Folks living around the Mediterranean’s east end thought of our home as flat at least 10 millennia back now. So did folks living in India, and that’s yet again another topic.

Somewhere between 26 and 24 centuries ago, Greek philosophers realized that their data made more sense if they assumed Earth was a sphere.

Aristotle gets credit for demonstrating that Earth is spherical, and a five-element theoretical model that held up until the 17th century, when Hennig Brand and Robert Boyle independently isolated phosphorus.

Quite a few folks in Europe were still reeling from the shock of discovering that Aristotle didn’t know everything, coming to conclusions which didn’t always make sense. I’ve talked about Albertus Magnus, Copernicus, and getting a grip, before. (July 29, 2016)

Around that time, Johannes Kepler came to the same conclusion that Thomas Digges had, back in the 1500s; and I’m getting ahead of myself.

Dark Sky Paradox and an Infinite Universe

On a clear night, folks can see lots of stars: and a whole lot more dark between stars.

That’s impossible: if stars are infinitely old, and distributed evenly through an infinite universe. No matter where we look, we’d be looking at the surface of a star.

Since there’s more dark than star in Earth’s night sky, there’s something wrong with that picture.

Olber’s paradox is named after Heinrich Wilhelm Matthias Olbers, who described the dark sky paradox in 1823.

I’d be surprised if the Lambda-CDM model of the Big Bang theory is the definitive, spot-on-accurate, final word in how this universe works; but right now it’s the best we’ve got.

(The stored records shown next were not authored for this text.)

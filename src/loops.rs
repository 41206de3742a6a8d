//! Loop tasks.
//!
//! The lazy range task walks its interval `communication_delay` indices per
//! activation and lets the pool steal half of what remains. The eager
//! variant recursively forks and gives every index a full task, which is
//! what a loop body that needs to suspend (force a future, open a scope)
//! requires.

use std::sync::Arc;

use crate::task::{Body, BlockId, Context, TaskRef};

const PROCESS: BlockId = 0;
const REPEAT: BlockId = 1;

/// Splittable range task behind [`Context::parallel_for`].
pub(crate) struct RangeBody {
    lo: i64,
    hi: i64,
    join: TaskRef,
    body: Arc<dyn Fn(i64) + Send + Sync>,
}

impl RangeBody {
    pub(crate) fn new<F>(lo: i64, hi: i64, join: TaskRef, body: F) -> Self
    where
        F: Fn(i64) + Send + Sync + 'static,
    {
        Self {
            lo,
            hi,
            join,
            body: Arc::new(body),
        }
    }
}

impl Body for RangeBody {
    fn run(&mut self, block: BlockId, cx: &mut Context) {
        match block {
            PROCESS => {
                let stop = self.hi.min(self.lo + cx.communication_delay() as i64);
                for i in self.lo..stop {
                    (self.body)(i);
                }
                self.lo = stop;
                cx.jump_to(REPEAT);
            }
            REPEAT => {
                if self.lo < self.hi {
                    cx.jump_to(PROCESS);
                }
            }
            _ => unreachable!(),
        }
    }

    fn size(&self) -> usize {
        (self.hi - self.lo).max(0) as usize
    }

    fn split(&mut self, cx: &mut Context) -> Option<TaskRef> {
        let mid = (self.lo + self.hi) / 2;
        if mid <= self.lo {
            return None;
        }
        let sibling = TaskRef::new(RangeBody {
            lo: mid,
            hi: self.hi,
            join: self.join,
            body: Arc::clone(&self.body),
        });
        self.hi = mid;
        cx.adopt_split_sibling(sibling, Some(self.join));
        Some(sibling)
    }
}

const ENTRY: BlockId = 0;
const EXIT: BlockId = 1;

/// Eager parallel for: each index becomes a task produced by a generator,
/// run to completion under the loop's scope.
pub struct EagerFor<G> {
    lo: i64,
    hi: i64,
    gen: Arc<G>,
}

impl<G> EagerFor<G>
where
    G: Fn(i64) -> TaskRef + Send + Sync + 'static,
{
    /// Loop over `lo..hi`, calling `gen(i)`'s task for each index.
    pub fn new(lo: i64, hi: i64, gen: G) -> Self {
        Self {
            lo,
            hi,
            gen: Arc::new(gen),
        }
    }
}

impl<G> Body for EagerFor<G>
where
    G: Fn(i64) -> TaskRef + Send + Sync + 'static,
{
    fn run(&mut self, block: BlockId, cx: &mut Context) {
        match block {
            ENTRY => {
                let rec = TaskRef::new(EagerForRec {
                    lo: self.lo,
                    hi: self.hi,
                    mid: 0,
                    gen: Arc::clone(&self.gen),
                    join: cx.me(),
                });
                cx.finish(rec, EXIT);
            }
            EXIT => {}
            _ => unreachable!(),
        }
    }
}

const REC_ENTRY: BlockId = 0;
const REC_BRANCH2: BlockId = 1;
const REC_EXIT: BlockId = 2;

struct EagerForRec<G> {
    lo: i64,
    hi: i64,
    mid: i64,
    gen: Arc<G>,
    join: TaskRef,
}

impl<G> Body for EagerForRec<G>
where
    G: Fn(i64) -> TaskRef + Send + Sync + 'static,
{
    fn run(&mut self, block: BlockId, cx: &mut Context) {
        match block {
            REC_ENTRY => match self.hi - self.lo {
                0 => {}
                1 => cx.call((self.gen)(self.lo), REC_EXIT),
                _ => {
                    self.mid = (self.lo + self.hi) / 2;
                    let left = TaskRef::new(EagerForRec {
                        lo: self.lo,
                        hi: self.mid,
                        mid: 0,
                        gen: Arc::clone(&self.gen),
                        join: self.join,
                    });
                    cx.fork(left, self.join, REC_BRANCH2);
                }
            },
            REC_BRANCH2 => {
                let right = TaskRef::new(EagerForRec {
                    lo: self.mid,
                    hi: self.hi,
                    mid: 0,
                    gen: Arc::clone(&self.gen),
                    join: self.join,
                });
                cx.fork(right, self.join, REC_EXIT);
            }
            REC_EXIT => {}
            _ => unreachable!(),
        }
    }
}

/// A task that does nothing; handy as a join point and in tests.
pub struct NopBody;

impl Body for NopBody {
    fn run(&mut self, _block: BlockId, _cx: &mut Context) {}
}
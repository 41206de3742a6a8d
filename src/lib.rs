/*! Parallel task-graph runtime.

Programs are dynamically-unfolding DAGs of small resumable tasks running on
a fixed pool of worker threads. A task suspends only by recording edges:
an *incounter* on a task counts its unresolved incoming edges and makes the
task schedulable when it reaches the activated state; an *outset* on a task
records every target to notify when it finishes. The crate's substance is
the scalable concurrent representations of those two halves; see
[`edge`], [`dyntree`], [`snzi`] and [`port`].

Lifetime of a task:
  1. Created: a body wrapped by [`TaskRef::new`].
  2. Prepared: an incounter and outset are installed by a construct.
  3. Scheduled: handed to the pool, run block by block.
  4. Retired: a block returns without transferring; the outset drains.
!*/

#![allow(
    clippy::new_without_default,
    clippy::match_like_matches_macro,
    clippy::too_many_arguments
)]
#![warn(
    missing_docs,
    trivial_casts,
    trivial_numeric_casts,
    unused_qualifications,
    clippy::pattern_type_mismatch
)]

pub mod dyntree;
pub mod edge;
pub mod loops;
pub mod port;
pub mod simple;
pub mod snzi;
pub mod tag;
mod task;

pub use edge::{Future, Incounter, Outset, Status};
pub use loops::{EagerFor, NopBody};
pub use task::{Body, BlockId, Context, PortMode, TaskRef, ENTRY_BLOCK, UNINITIALIZED_BLOCK};

use crossbeam_deque::{Injector, Steal};
use std::{
    sync::{
        atomic::{AtomicBool, AtomicUsize, Ordering},
        Arc, RwLock,
    },
    thread, time,
};

const BITS_PER_BYTE: usize = 8;
const MAX_WORKERS: usize = std::mem::size_of::<usize>() * BITS_PER_BYTE;
const IDLE_PARK_TIME: time::Duration = time::Duration::from_millis(10);

/// Which family of edge algorithms a run uses.
#[derive(Clone, Copy, Debug, PartialEq, Eq)]
pub enum Algo {
    /// Top-down: counters addressed from the root.
    Direct,
    /// Bottom-up: counters addressed through pre-issued ports.
    PortPassing,
}

/// Which representation the top-down family uses, fixed for a run.
#[derive(Clone, Copy, Debug, PartialEq, Eq)]
pub enum EdgeAlgo {
    /// Fetch-add counter and a concurrent list outset.
    Simple,
    /// SNZI-tree counter; unary edges depart their chosen leaf directly.
    Distributed,
    /// Dynamic-tree counter and outset.
    Dyntree,
}

/// Run-wide parameters.
#[derive(Clone, Copy, Debug)]
pub struct Config {
    /// Edge family.
    pub algo: Algo,
    /// Top-down representation.
    pub edge_algo: EdgeAlgo,
    /// Branching factor of tree-shaped edge sets.
    pub branching_factor: usize,
    /// Depth of the SNZI tree.
    pub nb_levels: usize,
    /// Indices or nodes a loop/reclamation task handles per activation.
    pub communication_delay: usize,
    /// Futures in flight before a pipeline generator throttles.
    pub pipeline_window_capacity: usize,
    /// Futures forced per throttle burst.
    pub pipeline_burst_rate: usize,
}

impl Default for Config {
    fn default() -> Self {
        let pipeline_window_capacity = 4096;
        Self {
            algo: Algo::Direct,
            edge_algo: EdgeAlgo::Dyntree,
            branching_factor: 2,
            nb_levels: 3,
            communication_delay: 100,
            pipeline_window_capacity,
            pipeline_burst_rate: (pipeline_window_capacity / 8).max(1),
        }
    }
}

struct Worker {
    name: String,
    alive: AtomicBool,
}

struct WorkerContext {
    thread: thread::Thread,
}

struct WorkerPool {
    contexts: [Option<WorkerContext>; MAX_WORKERS],
}

pub(crate) struct Frame {
    pub(crate) config: Config,
    injector: Injector<TaskRef>,
    workers: RwLock<WorkerPool>,
    parked_mask: AtomicUsize,
    in_flight: AtomicUsize,
}

impl Frame {
    /// Enqueue a task and wake a parked worker if there is one.
    pub(crate) fn schedule(&self, task: TaskRef) {
        log::trace!("task {:?} is scheduled", task);
        self.in_flight.fetch_add(1, Ordering::AcqRel);
        self.injector.push(task);
        let mask = self.parked_mask.load(Ordering::Acquire);
        if mask != 0 {
            let index = mask.trailing_zeros() as usize;
            profiling::scope!("unpark");
            let pool = self.workers.read().unwrap();
            if let Some(context) = pool.contexts[index].as_ref() {
                context.thread.unpark();
            }
        }
    }

    /// Enqueue a task the calling thread is about to look for anyway;
    /// no need to wake up anybody.
    pub(crate) fn requeue(&self, task: TaskRef) {
        self.in_flight.fetch_add(1, Ordering::AcqRel);
        self.injector.push(task);
    }

    /// Whether any worker is parked, i.e. splitting would pay off.
    pub(crate) fn has_parked(&self) -> bool {
        self.parked_mask.load(Ordering::Acquire) != 0
    }

    fn work_loop(&self, worker: &Worker) {
        profiling::register_thread!();
        let index = {
            let mut pool = self.workers.write().unwrap();
            let index = pool.contexts.iter_mut().position(|c| c.is_none()).unwrap();
            pool.contexts[index] = Some(WorkerContext {
                thread: thread::current(),
            });
            index
        };
        log::info!("thread[{}] = '{}' started", index, worker.name);

        while worker.alive.load(Ordering::Acquire) {
            match self.injector.steal() {
                Steal::Empty => {
                    log::trace!("thread[{}] sleeps", index);
                    let mask = 1 << index;
                    self.parked_mask.fetch_or(mask, Ordering::AcqRel);
                    // A task may have been scheduled while we set the bit.
                    if self.injector.is_empty() {
                        profiling::scope!("park");
                        thread::park();
                    }
                    self.parked_mask.fetch_and(!mask, Ordering::AcqRel);
                }
                Steal::Success(task) => {
                    task::execute(self, task, index);
                    self.in_flight.fetch_sub(1, Ordering::AcqRel);
                }
                Steal::Retry => {}
            }
        }

        log::info!("thread '{}' dies", worker.name);
        self.workers.write().unwrap().contexts[index] = None;
    }
}

/// Main structure for running task graphs.
pub struct Trellis {
    pub(crate) frame: Arc<Frame>,
}

/// Handle object holding a worker thread alive.
pub struct WorkerHandle {
    worker: Arc<Worker>,
    join_handle: Option<thread::JoinHandle<()>>,
}

impl Trellis {
    /// Create a runtime with the default configuration.
    pub fn new() -> Self {
        Self::with_config(Config::default())
    }

    /// Create a runtime with a fixed configuration.
    pub fn with_config(config: Config) -> Self {
        const NO_WORKER: Option<WorkerContext> = None;
        assert!(config.branching_factor >= 2);
        assert!(config.nb_levels >= 1);
        assert!(config.communication_delay >= 1);
        Self {
            frame: Arc::new(Frame {
                config,
                injector: Injector::new(),
                workers: RwLock::new(WorkerPool {
                    contexts: [NO_WORKER; MAX_WORKERS],
                }),
                parked_mask: AtomicUsize::new(0),
                in_flight: AtomicUsize::new(0),
            }),
        }
    }

    /// This run's configuration.
    pub fn config(&self) -> Config {
        self.frame.config
    }

    /// Add a worker thread.
    ///
    /// A runtime can't have more than `MAX_WORKERS` workers enabled at any
    /// time.
    pub fn add_worker(&self, name: &str) -> WorkerHandle {
        let worker = Arc::new(Worker {
            name: name.to_string(),
            alive: AtomicBool::new(true),
        });
        let frame = Arc::clone(&self.frame);
        let worker_clone = Arc::clone(&worker);

        let join_handle = thread::Builder::new()
            .name(name.to_string())
            .spawn(move || frame.work_loop(&worker_clone))
            .unwrap();

        WorkerHandle {
            worker,
            join_handle: Some(join_handle),
        }
    }

    /// Submit a root task and block until the whole graph has quiesced.
    #[profiling::function]
    pub fn launch<B: Body + 'static>(&self, body: B) {
        let root = TaskRef::new(body);
        edge::prepare(
            root,
            edge::in_ready(),
            edge::outset_default(&self.frame, root),
        );
        self.frame.schedule(root);
        self.wait_idle();
    }

    /// Block until no task is queued, running, or reachable from one that
    /// is.
    #[profiling::function]
    pub fn wait_idle(&self) {
        while self.frame.in_flight.load(Ordering::Acquire) != 0 {
            thread::park_timeout(IDLE_PARK_TIME);
        }
    }
}

impl Default for Trellis {
    fn default() -> Self {
        Self::new()
    }
}

impl Drop for WorkerHandle {
    fn drop(&mut self) {
        self.worker.alive.store(false, Ordering::Release);
        let handle = self.join_handle.take().unwrap();
        handle.thread().unpark();
        let _ = handle.join();
    }
}
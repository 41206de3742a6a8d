//! The bottom-up (port-passing) family.
//!
//! Instead of hashing from an edge set's root, every participating task
//! holds a *port* into each incounter and outset it may later affect. Ports
//! fork when tasks fork, so an increment or decrement is a short walk from a
//! pre-issued node. An incounter is a binary tree of pending arrivals whose
//! leaves are exactly the outstanding ports; it activates when the unique
//! root is removed. An outset is a binary relay tree: each subscriber's node
//! records the target and the inport to decrement through.

use std::collections::{HashMap, VecDeque};
use std::ptr::NonNull;
use std::sync::atomic::{AtomicU32, AtomicUsize, Ordering};

use crate::edge::{self, Incounter, Outset, Status};
use crate::tag;
use crate::task::{Body, BlockId, Context, PortMode, Ports, TaskRef};
use crate::Frame;

/// A node in the binary tree of pending arrivals. A port is a pointer to
/// one of these.
pub struct ArrivalNode {
    parent: *mut ArrivalNode,
    removed: AtomicU32,
}

unsafe impl Send for ArrivalNode {}
unsafe impl Sync for ArrivalNode {}

fn alloc_arrival(parent: *mut ArrivalNode) -> *mut ArrivalNode {
    Box::into_raw(Box::new(ArrivalNode {
        parent,
        removed: AtomicU32::new(0),
    }))
}

/// Create the first pending arrival of a fresh counter: its root.
pub(crate) fn root_arrival() -> *mut ArrivalNode {
    alloc_arrival(std::ptr::null_mut())
}

/// Fork a port: two fresh children replace it, one for each side of a task
/// fork. The forked node becomes interior and is freed by the second of its
/// children to depart.
pub(crate) fn fork_arrival(port: *mut ArrivalNode) -> (*mut ArrivalNode, *mut ArrivalNode) {
    debug_assert!(!port.is_null());
    (alloc_arrival(port), alloc_arrival(port))
}

/// Bottom-up incounter: owner plus the arrival tree reached through ports.
pub struct PortIncounter {
    owner: TaskRef,
}

impl PortIncounter {
    pub(crate) fn new(owner: TaskRef) -> Self {
        Self { owner }
    }

    pub(crate) fn owner(&self) -> TaskRef {
        self.owner
    }

    /// Remove the arrival at `port` and climb. At each ancestor the first
    /// arriving child marks it and stops; the second frees it and
    /// continues. Removing the root activates.
    pub fn decrement(&self, port: *mut ArrivalNode) -> Status {
        assert!(!port.is_null());
        let mut current = port;
        let mut next = unsafe { (*current).parent };
        while !next.is_null() {
            drop(unsafe { Box::from_raw(current) });
            loop {
                let removed = unsafe { &(*next).removed };
                if removed.load(Ordering::Acquire) != 0 {
                    break;
                }
                if removed
                    .compare_exchange(0, 1, Ordering::AcqRel, Ordering::Acquire)
                    .is_ok()
                {
                    return Status::NotActivated;
                }
            }
            current = next;
            next = unsafe { (*current).parent };
        }
        drop(unsafe { Box::from_raw(current) });
        Status::Activated
    }
}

Some physicists say what we’re observing at sub-atomic scales makes more sense if we assume that there’s more than one universe, and that’s still another topic.

A Cosmos Loaded with Puzzles


(From University of Virginia, via BBC News, used w/o permission.)

  • “As the Earth goes around the Sun, relatively nearby stars appear to move against the ‘fixed’ stars that are even further away
  • “Because we know the Sun-Earth distance, we can use the parallax angle to work out the distance to the target star
  • “But such angles are very small – less than one arcsecond for the nearest stars, or 0.05% of the full Moon’s diameter
  • “Gaia will make repeat observations to reduce measurement errors down to seven micro-arcseconds for the very brightest stars
  • “Parallaxes are used to anchor other, more indirect techniques on the ‘ladder’ deployed to measure the most far-flung distances”

(Jonathan Amos, BBC News)

My hat’s off to Jonathan Amos for that explanation of how astronomers measure parallax. I talked about the first map from Gaia data two weeks ago. (September 16, 2016)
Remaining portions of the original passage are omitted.